In 2020, Narloch was dismissed from CNN Brasil for his perceived homophobic comments. He subsequently received praise from President Jair Bolsonaro for his "independence" and for speaking his own mind, and was hired by the pro-Bolsonaro media conglomerate Jovem Pan. In 2026, he was interviewed on climate change by the Polish liberal conservative daily Dziennik Gazeta Prawna.

== Views ==
In a 2012 interview with the Mises Institute, Narloch described himself as a "defender and admirer" of the Austrian school of economics and as one of the Institute's "offspring".

In 2016, Narloch wrote in support for the ultraliberal movement Escola sem Partido, linked to far right politicians. He named the liberal conservative philosopher Luiz Felipe Pondé and the right-libertarian economist Joel Pinheiro da Fonseca as "intellectuals whom [he] admired".
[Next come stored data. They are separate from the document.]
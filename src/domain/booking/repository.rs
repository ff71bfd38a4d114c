//! Booking repository interface

use async_trait::async_trait;
use chrono::{DateTime, Utc};

use super::model::{Booking, BookingFilter, BookingStatus};
use crate::domain::DomainResult;
use crate::shared::PaginationParams;

#[async_trait]
pub trait BookingRepository: Send + Sync {
    /// Insert a new booking and return it with its assigned id.
    ///
    /// Fails with `DriverHasPendingBooking` when the store already holds a
    /// PENDING booking for the same driver.
    async fn insert(&self, booking: Booking) -> DomainResult<Booking>;

    async fn find_by_id(&self, id: i32) -> DomainResult<Option<Booking>>;

    async fn find_pending_for_driver(&self, driver_id: &str) -> DomainResult<Option<Booking>>;

    /// Persist `booking` only if the stored status still equals `expected`.
    /// Returns false when another writer moved the booking first.
    async fn update_if_status(&self, booking: &Booking, expected: BookingStatus)
        -> DomainResult<bool>;

    /// Set `is_paid = true`. Returns false if it was already paid.
    async fn mark_paid(&self, id: i32, now: DateTime<Utc>) -> DomainResult<bool>;

    /// Filtered page ordered by scheduled time, newest first.
    async fn search(
        &self,
        filter: &BookingFilter,
        pagination: PaginationParams,
    ) -> DomainResult<(Vec<Booking>, u64)>;

    /// PENDING or CONFIRM bookings scheduled before `now`, oldest first.
    async fn find_overdue(&self, now: DateTime<Utc>, limit: u64) -> DomainResult<Vec<Booking>>;

    /// CONFIRM bookings scheduled within `[from, until]`, soonest first.
    async fn find_upcoming(
        &self,
        from: DateTime<Utc>,
        until: DateTime<Utc>,
    ) -> DomainResult<Vec<Booking>>;

    /// Hard delete. Returns false if nothing was deleted.
    async fn delete(&self, id: i32) -> DomainResult<bool>;
}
Narloch has been listed among the "neoliberal, conservative or reactionary militants" whose books achieved bestseller status in Brazil following the June 2013 protests. He is considered a historical revisionist. The Rio de Janeiro State University political scientist Raphael Fagundes criticised Narloch's self-described "politically incorrect view of history, science, and economics" as "simply an incorrect view of these three spheres" that was politically rather than scientifically motivated and had helped legitimise the ascent of right-wing populist leaders like Donald Trump and Jair Bolsonaro. Similarly, The Intercepts João Filho described Narloch as "a liberal with an extensive record of rendering services to the far right", arguing that while Narloch claimed to oppose Jair Bolsonaro, his work was fuelling Bolsonarism.